Female meadow brown butterflies that mature in higher temperatures have less markings on their wings as an unforeseen response to climate change.

University of Exeter researchers made a discovery revealing that female butterflies that develop at 11 degrees Celsius have an average of six spots, while those that develop at 15 degrees Celsius only have three spots.

The results could potentially contradict the beliefs of lepidopterists regarding the factors behind the varying number of spots on butterflies.

The meadow brown butterfly, a frequent sight in European grasslands during the summer, has prominent eyespots on its forewings that serve as a defense mechanism against predators.
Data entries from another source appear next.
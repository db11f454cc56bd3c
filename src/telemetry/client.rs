//! Worker-side telemetry client: pushes `UpdateMessage`s to the
//! orchestrator's Control Channel over plain HTTP via `reqwest`.
//!
//! Telemetry delivery is best-effort: a failed `POST /update` never fails
//! the worker's fetch loop, it only logs a warning.

use crate::telemetry::types::UpdateMessage;

#[derive(Clone)]
pub struct TelemetryClient {
    base_url: String,
    http: reqwest::Client,
}

impl TelemetryClient {
    pub fn new(port: u16) -> Self {
        TelemetryClient {
            base_url: format!("http://127.0.0.1:{port}"),
            http: reqwest::Client::new(),
        }
    }

    pub async fn send(&self, update: UpdateMessage) {
        let url = format!("{}/update", self.base_url);
        if let Err(e) = self.http.post(&url).json(&update).send().await {
            log::warn!("telemetry update failed: {e}");
        }
    }

    pub async fn thread(&self, worker_id: impl Into<String>, phase: impl Into<String>, url: Option<String>, bucket: Option<u32>, idle_counter: u32) {
        self.send(UpdateMessage::Thread {
            worker_id: worker_id.into(),
            phase: phase.into(),
            url,
            bucket,
            idle_counter,
        })
        .await;
    }

    pub async fn bump(&self, counter: impl Into<String>, by: u64) {
        self.send(UpdateMessage::Bump {
            counter: counter.into(),
            by,
        })
        .await;
    }

    pub async fn event(&self, message: impl Into<String>) {
        self.send(UpdateMessage::Event {
            message: message.into(),
        })
        .await;
    }
}
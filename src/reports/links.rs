//! `internal-links` report writer (§4.9): one row per edge, flattened
//! from the per-worker NDJSON partials into a single CSV.

use std::path::Path;

use crate::reports::csv_util::row;
use crate::worker::LinkEdge;

pub fn write_internal_links(out_dir: &Path, edges: &[LinkEdge]) -> std::io::Result<()> {
    let mut body = row(&["page_url".into(), "link_url".into(), "text".into(), "kind".into()]);
    for edge in edges {
        body.push_str(&row(&[
            edge.page_url.clone(),
            edge.link_url.clone(),
            edge.text.clone(),
            edge.kind.clone(),
        ]));
    }
    crate::atomic::write_retry(&out_dir.join("internal-links.csv"), body.as_bytes())
}

#[cfg(test)]
mod tests {
    use super::*;

    #[test]
    fn one_row_per_edge() {
        let dir = tempfile::tempdir().unwrap();
        let edges = vec![LinkEdge {
            page_url: "https://a".into(),
            link_url: "https://a/b".into(),
            text: "B".into(),
            kind: "a".into(),
        }];
        write_internal_links(dir.path(), &edges).unwrap();
        let content = std::fs::read_to_string(dir.path().join("internal-links.csv")).unwrap();
        assert_eq!(content.lines().count(), 2);
    }
}
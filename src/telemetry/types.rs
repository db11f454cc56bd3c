//! Wire types for the Telemetry Hub's Control Channel (§4.4, §6).
//!
//! Worker → hub updates are tagged variants over a single RPC endpoint,
//! matching the design note in spec §9: one discriminator field, one
//! handler per variant, wire format JSON.

use std::collections::BTreeMap;

use serde::{Deserialize, Serialize};

#[derive(Debug, Clone, Serialize, Deserialize)]
#[serde(tag = "type", rename_all = "lowercase")]
pub enum UpdateMessage {
    Thread {
        worker_id: String,
        phase: String,
        url: Option<String>,
        bucket: Option<u32>,
        idle_counter: u32,
    },
    Bucket {
        bucket: u32,
        owner: Option<String>,
        processed: u64,
        pending: u64,
        last_url: Option<String>,
    },
    Tree {
        path: String,
        sample_url: String,
    },
    Bump {
        counter: String,
        by: u64,
    },
    Step {
        index: usize,
        total: usize,
        label: String,
    },
    Mode {
        mode: String,
    },
    Event {
        message: String,
    },
}

#[derive(Debug, Clone, Serialize, Deserialize, Default)]
pub struct ThreadRecord {
    pub phase: String,
    pub url: Option<String>,
    pub bucket: Option<u32>,
    pub idle_counter: u32,
}

#[derive(Debug, Clone, Serialize, Deserialize, Default)]
pub struct BucketRecord {
    pub owner: Option<String>,
    pub processed: u64,
    pub pending: u64,
    pub last_url: Option<String>,
}

#[derive(Debug, Clone, Serialize, Deserialize, Default)]
pub struct Stepper {
    pub steps: Vec<String>,
    pub current_index: usize,
}

const EVENT_RING_CAPACITY: usize = 200;

#[derive(Debug, Clone, Serialize, Deserialize, Default)]
pub struct TelemetrySnapshot {
    pub mode: String,
    pub stepper: Stepper,
    pub totals: BTreeMap<String, u64>,
    pub threads: BTreeMap<String, ThreadRecord>,
    pub buckets: BTreeMap<u32, BucketRecord>,
    pub tree: Vec<(String, String)>,
    pub events: Vec<String>,
    pub started: bool,
}

impl TelemetrySnapshot {
    pub fn push_event(&mut self, message: String) {
        self.events.push(message);
        if self.events.len() > EVENT_RING_CAPACITY {
            let excess = self.events.len() - EVENT_RING_CAPACITY;
            self.events.drain(0..excess);
        }
    }
}

#[derive(Debug, Clone, Serialize, Deserialize)]
pub struct PreflightResponse {
    pub shape: crate::classifier::InputShape,
    pub selected: Vec<String>,
    pub applied: bool,
    pub started: bool,
}
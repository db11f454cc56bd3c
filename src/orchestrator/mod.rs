//! Orchestrator (C8): the process invoked with no `--mode` flag. Resolves
//! configuration, seeds the frontier, spawns worker children, waits for
//! them to finish, merges their partials, writes the selected reports, and
//! cleans up.

mod merge;
mod quiescence;
mod seed;
mod spawn;
mod teardown;

use std::sync::Arc;
use std::time::Duration;

use crate::cli::WorkerMode;
use crate::classifier::{self, RunMode};
use crate::claim::ClaimLedger;
use crate::config::RunConfig;
use crate::error::McCrawlError;
use crate::frontier::{self, Frontier};
use crate::gate::{self, OutputKind};
use crate::reports;
use crate::telemetry::{Hub, UpdateMessage};
use crate::telemetry::server::{router, ServerState};
use crate::utils::constants::TELEMETRY_SNAPSHOT_MS;
use crate::worker;

pub async fn run(config: RunConfig) -> anyhow::Result<()> {
    std::fs::create_dir_all(&config.out_dir)?;
    frontier::ensure_layout(&config.frontier_dir())?;
    std::fs::create_dir_all(config.claim_dir())?;
    std::fs::create_dir_all(config.telemetry_dir())?;

    let classified = classifier::classify(config.input.as_deref())?;
    let selected = gate::parse_selected(&config.outputs);
    let gate_result = gate::validate(&classified.shape, &selected);
    if !gate_result.ok {
        return Err(McCrawlError::Gate(gate_result.errors).into());
    }

    let hub = Hub::new(config.telemetry_dir());
    hub.mark_started();
    let snapshot_task = hub.spawn_snapshot_task(Duration::from_millis(TELEMETRY_SNAPSHOT_MS));

    let server_state = ServerState {
        hub: Arc::clone(&hub),
        out_dir: config.out_dir.clone(),
        shape: Arc::new(classified.shape.clone()),
    };
    let (telemetry_port, server_task) = start_control_channel(server_state, config.telemetry_port).await?;
    hub.apply(UpdateMessage::Mode {
        mode: run_mode_label(&classified.mode).to_string(),
    });

    let mut classified = classified;
    let outcome = run_inner(&config, &mut classified, &selected, &hub, telemetry_port).await;

    snapshot_task.abort();
    server_task.abort();
    hub.persist().ok();

    outcome
}

async fn run_inner(
    config: &RunConfig,
    classified: &mut classifier::ClassifiedInput,
    selected: &std::collections::HashSet<OutputKind>,
    hub: &Arc<Hub>,
    telemetry_port: u16,
) -> anyhow::Result<()> {
    // Existence-only fast path (§4.7): no child processes, no browser.
    if selected.len() == 1 && selected.contains(&OutputKind::ExistenceCsv) {
        let urls = seed::explicit_urls(classified, config.keep_page_param);
        hub.apply(UpdateMessage::Event {
            message: format!("existence-only fast path: {} urls", urls.len()),
        });
        worker::run_existence_only(config, 0, &urls).await?;
        let merged = merge::merge_partials(&config.out_dir)?;
        reports::write_existence(&config.out_dir, &merged.existence)?;
        teardown::teardown(config)?;
        write_summary(config, &merged.urls, &merged.pages, &merged.existence)?;
        return Ok(());
    }

    let claims = ClaimLedger::new(
        config.claim_dir(),
        config.lock_tries,
        Duration::from_millis(config.lock_sleep_ms),
        config.max_done,
    );
    let frontier = Arc::new(Frontier::new(
        config.frontier_dir(),
        config.bucket_parts,
        config.bucket_max_bytes,
        claims,
    ));

    let mode = match classified.mode {
        RunMode::ExplicitUrls => {
            let urls = seed::explicit_urls(classified, config.keep_page_param);
            frontier.seed(&urls)?;
            WorkerMode::RootUrls
        }
        _ => {
            let http = reqwest::Client::new();
            let mut seeds = vec![config.base.clone()];
            seeds.extend(seed::seed_scan_base_page(&config.base, &http, &config.path_prefix, config.keep_page_param).await);
            frontier.seed(&seeds)?;
            WorkerMode::Frontier
        }
    };

    let monitor = quiescence::spawn_monitor(Arc::clone(&frontier), Arc::clone(hub));

    let statuses = spawn::spawn_workers(config, mode, config.shards.max(1), telemetry_port).await?;
    monitor.abort();

    for (index, status) in statuses.iter().enumerate() {
        if !status.success() {
            log::warn!("worker {index} exited with {status}");
        }
    }

    let merged = merge::merge_partials(&config.out_dir)?;

    if classified.mode == RunMode::SingleText {
        let fetched_titles: Vec<String> = merged.pages.iter().filter_map(|p| p.title.clone()).collect();
        let fetched_descriptions: Vec<String> = merged.pages.iter().filter_map(|p| p.description.clone()).collect();
        classifier::refine_single_text_role(
            &mut classified.shape,
            &classified.rows,
            &fetched_titles,
            &fetched_descriptions,
        );
    }

    write_reports(config, classified, selected, &merged)?;
    write_summary(config, &merged.urls, &merged.pages, &merged.existence)?;
    teardown::teardown(config)?;

    Ok(())
}

fn write_reports(
    config: &RunConfig,
    classified: &classifier::ClassifiedInput,
    selected: &std::collections::HashSet<OutputKind>,
    merged: &merge::MergedArtifacts,
) -> anyhow::Result<()> {
    if selected.contains(&OutputKind::SiteCatalog) {
        reports::write_site_catalog(&config.out_dir, &merged.pages)?;
        reports::write_duplicate_titles(&config.out_dir, &merged.pages)?;
    }
    if selected.contains(&OutputKind::InternalLinks) {
        reports::write_internal_links(&config.out_dir, &merged.edges)?;
    }
    if selected.contains(&OutputKind::Tree) {
        reports::write_tree(&config.out_dir, &merged.urls)?;
    }
    if selected.contains(&OutputKind::ExistenceCsv) {
        reports::write_existence(&config.out_dir, &merged.existence)?;
    }
    if selected.contains(&OutputKind::ComparisonCsv) {
        let expected = classifier::expected_rows(classified);
        reports::write_comparison(&config.out_dir, &expected, &merged.pages, config.keep_page_param)?;
        let extras_key = if classified
            .shape
            .inferred_roles
            .contains(&crate::classifier::ColumnRole::Description)
        {
            reports::ExtrasKey::TitleAndDescription
        } else {
            reports::ExtrasKey::TitleOnly
        };
        reports::write_extras(&config.out_dir, &merged.pages, &expected, extras_key)?;
    }
    Ok(())
}

fn write_summary(
    config: &RunConfig,
    urls: &[String],
    pages: &[worker::PageRecord],
    existence: &[worker::ExistenceRecord],
) -> anyhow::Result<()> {
    let working = existence.iter().filter(|r| r.exists).count();
    let text = format!(
        "urls: {}\npages: {}\nexistence checked: {}\nexistence working: {}\n",
        urls.len(),
        pages.len(),
        existence.len(),
        working,
    );
    crate::atomic::write_retry(&config.out_dir.join("summary.txt"), text.as_bytes())?;
    Ok(())
}

fn run_mode_label(mode: &RunMode) -> &'static str {
    match mode {
        RunMode::NoInput => "no-input",
        RunMode::ExplicitUrls => "explicit-urls",
        RunMode::Discovery => "discovery",
        RunMode::SingleText => "single-text",
    }
}

/// Bind the Control Channel listener up front (TOCTOU-safe: the port is
/// reserved before anything else can claim it), then serve it in the
/// background for the lifetime of the run.
async fn start_control_channel(
    state: ServerState,
    requested_port: u16,
) -> anyhow::Result<(u16, tokio::task::JoinHandle<()>)> {
    let listener = tokio::net::TcpListener::bind(("127.0.0.1", requested_port)).await?;
    let port = listener.local_addr()?.port();
    let app = router(state);
    let task = tokio::spawn(async move {
        if let Err(e) = axum::serve(listener, app).await {
            log::warn!("control channel server stopped: {e}");
        }
    });
    Ok((port, task))
}

#[cfg(test)]
mod tests {
    use super::*;

    #[test]
    fn run_mode_label_covers_every_variant() {
        assert_eq!(run_mode_label(&RunMode::NoInput), "no-input");
        assert_eq!(run_mode_label(&RunMode::ExplicitUrls), "explicit-urls");
        assert_eq!(run_mode_label(&RunMode::Discovery), "discovery");
        assert_eq!(run_mode_label(&RunMode::SingleText), "single-text");
    }
}
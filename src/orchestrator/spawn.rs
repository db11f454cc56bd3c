//! Worker process spawning (§4.8c): re-invoke this same binary as a worker
//! child, passing it its index/total/bucket-count/mode and the
//! `TELEMETRY_PORT` it needs to reach the Control Channel.

use std::process::{ExitStatus, Stdio};

use tokio::process::Command;

use crate::cli::WorkerMode;
use crate::config::RunConfig;

/// Spawn `total` worker children and await all of their exit statuses.
pub async fn spawn_workers(
    config: &RunConfig,
    mode: WorkerMode,
    total: usize,
    telemetry_port: u16,
) -> anyhow::Result<Vec<ExitStatus>> {
    let exe = std::env::current_exe()?;
    let mode_flag = match mode {
        WorkerMode::Frontier => "frontier",
        WorkerMode::RootUrls => "root-urls",
    };

    let mut children = Vec::with_capacity(total);
    for index in 0..total {
        let mut command = Command::new(&exe);
        command
            .arg("--base")
            .arg(&config.base)
            .arg("--pathPrefix")
            .arg(&config.path_prefix)
            .arg("--outDir")
            .arg(&config.out_dir)
            .arg("--bucketParts")
            .arg(config.bucket_parts.to_string())
            .arg("--concurrency")
            .arg(config.concurrency.to_string())
            .arg("--keepPageParam")
            .arg(config.keep_page_param.to_string())
            .arg("--headless")
            .arg(config.headless.to_string())
            .arg("--mode")
            .arg(mode_flag)
            .arg("--workerIndex")
            .arg(index.to_string())
            .arg("--workerTotal")
            .arg(total.to_string())
            .env("TELEMETRY_PORT", telemetry_port.to_string())
            .stdin(Stdio::null());
        children.push(command.spawn()?);
    }

    let waits = children.into_iter().map(|mut child| async move { child.wait().await });
    let statuses = futures::future::join_all(waits).await;
    statuses.into_iter().collect::<Result<Vec<_>, _>>().map_err(Into::into)
}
These eyespots not only startle and deter predators, but also redirect their attention away from the butterfly’s delicate body. As a result, the butterfly can avoid harm and still fly away with only minor damage to its wings.

The hind wings of meadow browns feature smaller spots that likely act as a form of camouflage while the butterfly is at rest in the grass.

The study’s co-author, Prof Richard ffrench-Constant from Exeter’s Centre for Ecology and Conservation, discovered that female butterflies have fewer hindwing spots when exposed to higher temperatures during their pupal stage. This stage occurs while the butterfly is in a chrysalis before it emerges.

This indicates that butterflies change their camouflage depending on the circumstances. For instance, having fewer spots may make them more difficult to see on dry, brown grass, which is typically found in warmer temperatures.

The impact was not as significant in males, potentially due to the importance of their spots in attracting a mate.

The diversity of eyespot patterns in meadow brown butterflies has been studied as a demonstration of genetic polymorphism, where various genetic variations coexist within one population. This concept was first explored in butterflies by biologist EB Ford in his popular book for New Naturalists in 1948.

The research, appearing in the publication Ecology and Evolution, indicates that the butterfly’s response to temperature changes is responsible for the variation in eyespot appearance.

In addition to observing male and female meadow browns in Cornwall’s fields on a daily basis during their flight season, Ffrench-Constant, whose father collected butterflies for the geneticist EB Ford in the same area, also analyzed preserved butterfly collections from Eton and Buckingham.

The scientists forecast a decline in the number of spots on meadow brown butterflies due to increasing temperatures in Britain.

French-Constant commented: “This is an unforeseen result of climate change. We often consider species migrating towards the north, rather than altering their physical appearance.”